In many COVID-19 patients, liver damage, as typified by deranged liver function tests, is seen during SARS-CoV-2 infection10,11. The mechanisms of liver injury remain largely undetermined. It has been postulated that direct viral infection, drug cytotoxicity, and a bystander inflammatory immune response may play a role. Given the fact that ACE2 has also been confirmed to be present on liver cells34 and that the liver is connected to the gastrointestinal system via the biliary tract, it is indeed a possibility that the liver may also be a potential target for SARS-CoV-2 present in the gastrointestinal tract. Previous report on the detection of SARS‐CoV in liver tissues by RT-PCR provided indirect evidence on the susceptibility of liver cells to SARS-CoV-2 infection34. This finding was supported by a recent report which showed the presence of SARS-CoV-2 viral particles in hepatocyte cytoplasm in two COVID-19 patients23. Indeed, Zhao et al. recently found that SARS-CoV-2 infection impaired the barrier and bile acid transporting functions of cholangiocytes27. In the clinical setting, there has been one case report describing the infection of gall bladder by SARS-CoV-235. the In our study, we further confirmed that human liver organoid derived intra-hepatic bile duct cells provided an excellent ex vivo model for studying SARS-CoV-2 infection. Cholangiocytes were found to co-express both ACE2 and TMPRSS2 and they were highly susceptible to coronavirus infection. In a recent study using an enteroid model, TMPRSS4 protein was shown to be another important serine protease which could work in synergy with TMPRSS2 to release SARS-CoV-2 into the host cell, after viral binding to ACE236. Thus, similar viral interaction and kinetics with intra-hepatic bile duct cells may be expected. Further experiments are underway to determine this.

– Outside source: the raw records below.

// Copyright (c) 2025 sbksba
//
// This software is licensed under the terms of the MIT License.
// See the LICENSE file in the project root for the full license text.
pub mod auth;
pub mod config;
pub mod database;
pub mod handlers;
pub mod routes;
pub mod state;
// Copyright (c) 2025 sbksba
//
// This software is licensed under the terms of the MIT License.
// See the LICENSE file in the project root for the full license text.
//! Client-side session state.
//!
//! The bearer credential lives in a [`CredentialStore`] under [`TOKEN_KEY`].
//! [`Session`] is the context object handed to guards and the request
//! authenticator; it never caches the token, so a logout is visible to the
//! very next read.

use crate::error::{ClientError, Result};
use parking_lot::{Mutex, RwLock};
use std::collections::HashMap;
use std::fs;
use std::path::PathBuf;
use std::sync::Arc;
use taskboard_common::{Claims, token};
use tracing::{debug, warn};

/// Fixed key of the bearer credential.
pub const TOKEN_KEY: &str = "access_token";

/// Client-local key/value storage.
pub trait CredentialStore: Send + Sync {
    fn get(&self, key: &str) -> Result<Option<String>>;
    fn set(&self, key: &str, value: &str) -> Result<()>;
    fn remove(&self, key: &str) -> Result<()>;
}

#[derive(Debug, Default)]
pub struct MemoryCredentialStore {
    values: RwLock<HashMap<String, String>>,
}

impl CredentialStore for MemoryCredentialStore {
    fn get(&self, key: &str) -> Result<Option<String>> {
        Ok(self.values.read().get(key).cloned())
    }

    fn set(&self, key: &str, value: &str) -> Result<()> {
        self.values.write().insert(key.to_string(), value.to_string());
        Ok(())
    }

    fn remove(&self, key: &str) -> Result<()> {
        self.values.write().remove(key);
        Ok(())
    }
}

/// A JSON object on disk. Every read goes back to the file.
#[derive(Debug)]
pub struct FileCredentialStore {
    path: PathBuf,
    write_lock: Mutex<()>,
}

impl FileCredentialStore {
    pub fn new(path: impl Into<PathBuf>) -> Self {
        Self {
            path: path.into(),
            write_lock: Mutex::new(()),
        }
    }

    fn load(&self) -> Result<HashMap<String, String>> {
        if !self.path.exists() {
            return Ok(HashMap::new());
        }
        let data = fs::read_to_string(&self.path)
            .map_err(|e| ClientError::storage(format!("{}: {}", self.path.display(), e)))?;
        if data.trim().is_empty() {
            return Ok(HashMap::new());
        }
        serde_json::from_str(&data)
            .map_err(|e| ClientError::storage(format!("{}: {}", self.path.display(), e)))
    }

    fn save(&self, values: &HashMap<String, String>) -> Result<()> {
        if let Some(parent) = self.path.parent().filter(|p| !p.as_os_str().is_empty()) {
            fs::create_dir_all(parent)
                .map_err(|e| ClientError::storage(format!("{}: {}", parent.display(), e)))?;
        }
        let data = serde_json::to_string_pretty(values)
            .map_err(|e| ClientError::storage(e.to_string()))?;

        // Write to a sibling file, then rename over the original.
        let tmp = self.path.with_extension("json.tmp");
        fs::write(&tmp, data)
            .map_err(|e| ClientError::storage(format!("{}: {}", tmp.display(), e)))?;
        fs::rename(&tmp, &self.path)
            .map_err(|e| ClientError::storage(format!("{}: {}", self.path.display(), e)))
    }
}

impl CredentialStore for FileCredentialStore {
    fn get(&self, key: &str) -> Result<Option<String>> {
        Ok(self.load()?.remove(key))
    }

    fn set(&self, key: &str, value: &str) -> Result<()> {
        let _guard = self.write_lock.lock();
        let mut values = self.load()?;
        values.insert(key.to_string(), value.to_string());
        self.save(&values)
    }

    fn remove(&self, key: &str) -> Result<()> {
        let _guard = self.write_lock.lock();
        let mut values = self.load()?;
        if values.remove(key).is_some() {
            self.save(&values)?;
        }
        Ok(())
    }
}

#[derive(Debug, Clone, Copy, PartialEq, Eq)]
pub enum SessionState {
    Unauthenticated,
    AuthenticatedNonAdmin,
    AuthenticatedAdmin,
}

#[derive(Clone)]
pub struct Session {
    store: Arc<dyn CredentialStore>,
}

impl Session {
    pub fn new(store: Arc<dyn CredentialStore>) -> Self {
        Self { store }
    }

    pub fn in_memory() -> Self {
        Self::new(Arc::new(MemoryCredentialStore::default()))
    }

    /// The stored credential, if there is a non-empty one. Storage failures
    /// read as "no credential".
    pub fn token(&self) -> Option<String> {
        match self.store.get(TOKEN_KEY) {
            Ok(token) => token.filter(|t| !t.trim().is_empty()),
            Err(e) => {
                warn!("Could not read the stored credential: {}", e);
                None
            }
        }
    }

    pub fn is_authenticated(&self) -> bool {
        self.token().is_some()
    }

    /// Identity decoded from the credential. The signature is not checked here;
    /// the server does that on every request.
    pub fn claims(&self) -> Option<Claims> {
        let token = self.token()?;
        match token::decode_unverified(&token) {
            Ok(claims) => Some(claims),
            Err(e) => {
                debug!("Stored credential carries no readable identity: {}", e);
                None
            }
        }
    }

    pub fn state(&self) -> SessionState {
        if !self.is_authenticated() {
            SessionState::Unauthenticated
        } else if self.claims().is_some_and(|c| c.has_admin_role()) {
            SessionState::AuthenticatedAdmin
        } else {
            SessionState::AuthenticatedNonAdmin
        }
    }

    pub fn store_token(&self, token: &str) -> Result<()> {
        self.store.set(TOKEN_KEY, token)
    }

    pub fn clear(&self) -> Result<()> {
        self.store.remove(TOKEN_KEY)
    }
}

The three highly pathogenic human coronaviruses include the severe acute respiratory syndrome coronavirus (SARS‐CoV), the Middle East respiratory syndrome coronavirus (MERS‐CoV) and the 2019 new coronavirus (SARS‐CoV‐2). These three viruses can cause diseases in various body systems. Similar to SARS-CoV-2, studies have shown that patients infected with SARS‐CoV and MERS‐CoV can also develop degrees of liver injury. As MERS-CoV uses dipeptidyl peptidase-4 (DPP4) as the spike protein receptor, as opposed to ACE2, we specifically studied and compared only SARS-CoV and SARS-CoV-2 here. Our data demonstrated that SARS-CoV-2 had much higher infectivity and replication rate than SARS-CoV, at least in our intrahepatic bile duct cell organoid system, which is similar to other studies comparing viral tropism and kinetics on respiratory and intestinal cells37,38. The higher infectivity of SARS-CoV-2 on tissues would explain why SARS-CoV-2 has caused such a huge worldwide pandemic over the past year. For the ability to infect the liver, previous histological studies showing lobular and portal activity in COVID-19 patients have not pinpointed at-risk cell populations, nor the underlying mechanisms in the course of liver injury8,9. Our finding of high susceptibility of intrahepatic cholangiocytes to SARS-CoV-2 infection suggests that biliary cholangiopathy cannot be overlooked both as a cause of liver injury and also as a potential source of viral shedding into the gastrointestinal tract. As COVID-19 pandemic continues to deteriorate, better understanding of SARS-CoV-2 infectivity on different cell populations is important in the development of comprehensive and targeted therapeutic and public health strategies.